[Collected data]
☆ ☆ ☆ ☆ ☆ ☆ ☆

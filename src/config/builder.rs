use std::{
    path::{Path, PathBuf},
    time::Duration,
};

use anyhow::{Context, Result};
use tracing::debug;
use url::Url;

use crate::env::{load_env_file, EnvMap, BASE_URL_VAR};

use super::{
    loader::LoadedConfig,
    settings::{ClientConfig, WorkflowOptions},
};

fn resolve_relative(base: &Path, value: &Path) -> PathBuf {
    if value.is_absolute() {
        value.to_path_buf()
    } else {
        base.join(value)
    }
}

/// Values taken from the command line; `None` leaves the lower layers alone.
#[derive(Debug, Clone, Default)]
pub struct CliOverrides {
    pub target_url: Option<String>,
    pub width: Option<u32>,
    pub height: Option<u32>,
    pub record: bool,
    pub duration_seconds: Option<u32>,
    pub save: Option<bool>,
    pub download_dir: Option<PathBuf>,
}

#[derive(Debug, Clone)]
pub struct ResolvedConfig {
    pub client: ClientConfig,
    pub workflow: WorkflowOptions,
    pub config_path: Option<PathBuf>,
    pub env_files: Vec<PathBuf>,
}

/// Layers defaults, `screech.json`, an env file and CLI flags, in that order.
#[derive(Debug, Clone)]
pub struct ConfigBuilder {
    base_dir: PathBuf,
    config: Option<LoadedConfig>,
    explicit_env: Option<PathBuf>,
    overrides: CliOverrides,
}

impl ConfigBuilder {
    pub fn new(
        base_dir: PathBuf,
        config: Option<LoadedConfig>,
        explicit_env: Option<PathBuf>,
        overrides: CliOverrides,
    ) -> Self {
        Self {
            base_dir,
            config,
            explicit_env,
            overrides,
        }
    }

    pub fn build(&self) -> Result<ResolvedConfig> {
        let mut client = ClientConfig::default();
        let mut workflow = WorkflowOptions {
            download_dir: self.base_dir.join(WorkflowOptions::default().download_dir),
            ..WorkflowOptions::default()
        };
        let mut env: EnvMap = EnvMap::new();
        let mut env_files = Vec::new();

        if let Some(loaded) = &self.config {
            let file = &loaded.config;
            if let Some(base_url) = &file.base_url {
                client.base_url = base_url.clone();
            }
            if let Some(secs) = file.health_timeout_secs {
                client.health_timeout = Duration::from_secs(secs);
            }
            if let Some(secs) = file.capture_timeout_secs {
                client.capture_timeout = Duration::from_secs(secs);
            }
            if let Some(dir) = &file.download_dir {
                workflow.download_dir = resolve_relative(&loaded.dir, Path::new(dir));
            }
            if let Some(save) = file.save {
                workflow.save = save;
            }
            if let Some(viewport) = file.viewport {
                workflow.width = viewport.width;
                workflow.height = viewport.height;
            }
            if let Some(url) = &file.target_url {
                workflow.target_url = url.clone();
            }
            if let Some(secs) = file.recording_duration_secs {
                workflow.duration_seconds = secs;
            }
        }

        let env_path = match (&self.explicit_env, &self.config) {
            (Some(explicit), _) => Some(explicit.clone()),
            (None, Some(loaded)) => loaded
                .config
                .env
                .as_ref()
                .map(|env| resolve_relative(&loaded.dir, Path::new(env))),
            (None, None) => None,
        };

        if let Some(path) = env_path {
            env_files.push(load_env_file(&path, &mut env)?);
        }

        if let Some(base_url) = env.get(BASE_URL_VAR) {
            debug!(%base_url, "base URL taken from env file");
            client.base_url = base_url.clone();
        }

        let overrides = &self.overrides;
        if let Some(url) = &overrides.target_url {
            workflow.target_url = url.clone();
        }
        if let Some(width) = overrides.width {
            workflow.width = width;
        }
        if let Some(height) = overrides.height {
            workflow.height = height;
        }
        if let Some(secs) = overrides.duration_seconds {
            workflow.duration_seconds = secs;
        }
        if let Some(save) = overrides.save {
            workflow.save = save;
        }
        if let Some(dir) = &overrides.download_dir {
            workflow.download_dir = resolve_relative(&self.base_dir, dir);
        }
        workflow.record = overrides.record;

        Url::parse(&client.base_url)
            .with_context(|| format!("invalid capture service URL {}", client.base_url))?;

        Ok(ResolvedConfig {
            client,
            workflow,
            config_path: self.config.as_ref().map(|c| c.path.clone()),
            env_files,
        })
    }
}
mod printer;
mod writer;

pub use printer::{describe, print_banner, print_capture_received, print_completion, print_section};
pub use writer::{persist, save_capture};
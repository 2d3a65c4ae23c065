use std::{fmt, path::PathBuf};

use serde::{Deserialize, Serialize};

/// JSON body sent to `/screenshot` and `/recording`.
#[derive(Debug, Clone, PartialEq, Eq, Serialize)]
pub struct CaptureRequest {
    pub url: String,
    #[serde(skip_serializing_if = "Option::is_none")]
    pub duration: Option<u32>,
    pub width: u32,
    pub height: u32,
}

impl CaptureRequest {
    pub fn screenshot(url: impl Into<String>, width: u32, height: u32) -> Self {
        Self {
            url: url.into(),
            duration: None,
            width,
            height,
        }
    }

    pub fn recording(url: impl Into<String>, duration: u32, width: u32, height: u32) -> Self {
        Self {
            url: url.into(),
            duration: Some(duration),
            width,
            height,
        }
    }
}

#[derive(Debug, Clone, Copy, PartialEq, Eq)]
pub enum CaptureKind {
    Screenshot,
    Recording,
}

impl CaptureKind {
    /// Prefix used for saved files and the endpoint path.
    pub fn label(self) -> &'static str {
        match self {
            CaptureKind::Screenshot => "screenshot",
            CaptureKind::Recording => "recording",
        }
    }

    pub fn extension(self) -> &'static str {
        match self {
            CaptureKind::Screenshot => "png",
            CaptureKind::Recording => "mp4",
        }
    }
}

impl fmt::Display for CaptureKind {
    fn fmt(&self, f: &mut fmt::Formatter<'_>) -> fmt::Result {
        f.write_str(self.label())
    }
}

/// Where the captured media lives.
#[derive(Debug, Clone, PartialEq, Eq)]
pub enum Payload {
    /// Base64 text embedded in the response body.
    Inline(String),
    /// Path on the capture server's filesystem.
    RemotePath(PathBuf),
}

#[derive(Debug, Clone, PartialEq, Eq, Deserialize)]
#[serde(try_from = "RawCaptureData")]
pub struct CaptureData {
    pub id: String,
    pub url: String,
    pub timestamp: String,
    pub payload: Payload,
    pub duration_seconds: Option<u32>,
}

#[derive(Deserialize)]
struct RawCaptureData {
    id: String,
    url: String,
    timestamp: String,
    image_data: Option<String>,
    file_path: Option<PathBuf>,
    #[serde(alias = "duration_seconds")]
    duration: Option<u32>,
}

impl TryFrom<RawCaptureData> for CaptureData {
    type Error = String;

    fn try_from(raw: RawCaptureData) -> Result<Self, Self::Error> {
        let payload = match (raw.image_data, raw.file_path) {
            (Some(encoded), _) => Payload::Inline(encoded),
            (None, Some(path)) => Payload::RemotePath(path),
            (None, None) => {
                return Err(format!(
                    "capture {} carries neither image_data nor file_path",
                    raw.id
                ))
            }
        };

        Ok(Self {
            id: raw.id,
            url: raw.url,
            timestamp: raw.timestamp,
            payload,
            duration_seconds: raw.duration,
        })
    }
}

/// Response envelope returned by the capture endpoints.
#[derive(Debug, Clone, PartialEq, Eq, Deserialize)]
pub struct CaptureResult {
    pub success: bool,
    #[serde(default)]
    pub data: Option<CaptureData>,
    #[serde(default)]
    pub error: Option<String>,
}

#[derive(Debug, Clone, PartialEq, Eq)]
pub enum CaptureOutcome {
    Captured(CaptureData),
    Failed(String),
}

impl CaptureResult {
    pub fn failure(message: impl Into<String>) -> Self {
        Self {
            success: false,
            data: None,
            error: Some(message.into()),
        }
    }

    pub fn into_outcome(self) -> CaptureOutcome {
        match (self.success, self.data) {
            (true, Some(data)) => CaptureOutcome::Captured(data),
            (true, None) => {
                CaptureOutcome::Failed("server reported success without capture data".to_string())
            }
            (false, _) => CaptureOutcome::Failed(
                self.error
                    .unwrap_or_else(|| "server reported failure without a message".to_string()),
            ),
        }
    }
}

☆ ☆ ☆ ☆ ☆ ☆ ☆

:: Exercise prompt ::
Please transcribe the data above without changes, from its first line to its "let mut workflow" line, and leave out anything past that.

:: Result of the exercise ::
filename src/config/builder.rs
use std::{
    path::{Path, PathBuf},
    time::Duration,
};

use anyhow::{Context, Result};
use tracing::debug;
use url::Url;

use crate::env::{load_env_file, EnvMap, BASE_URL_VAR};

use super::{
    loader::LoadedConfig,
    settings::{ClientConfig, WorkflowOptions},
};

fn resolve_relative(base: &Path, value: &Path) -> PathBuf {
    if value.is_absolute() {
        value.to_path_buf()
    } else {
        base.join(value)
    }
}

/// Values taken from the command line; `None` leaves the lower layers alone.
#[derive(Debug, Clone, Default)]
pub struct CliOverrides {
    pub target_url: Option<String>,
    pub width: Option<u32>,
    pub height: Option<u32>,
    pub record: bool,
    pub duration_seconds: Option<u32>,
    pub save: Option<bool>,
    pub download_dir: Option<PathBuf>,
}

#[derive(Debug, Clone)]
pub struct ResolvedConfig {
    pub client: ClientConfig,
    pub workflow: WorkflowOptions,
    pub config_path: Option<PathBuf>,
    pub env_files: Vec<PathBuf>,
}

/// Layers defaults, `screech.json`, an env file and CLI flags, in that order.
#[derive(Debug, Clone)]
pub struct ConfigBuilder {
    base_dir: PathBuf,
    config: Option<LoadedConfig>,
    explicit_env: Option<PathBuf>,
    overrides: CliOverrides,
}

impl ConfigBuilder {
    pub fn new(
        base_dir: PathBuf,
        config: Option<LoadedConfig>,
        explicit_env: Option<PathBuf>,
        overrides: CliOverrides,
    ) -> Self {
        Self {
            base_dir,
            config,
            explicit_env,
            overrides,
        }
    }

    pub fn build(&self) -> Result<ResolvedConfig> {
        let mut client = ClientConfig::default();
        let mut workflow = WorkflowOptions {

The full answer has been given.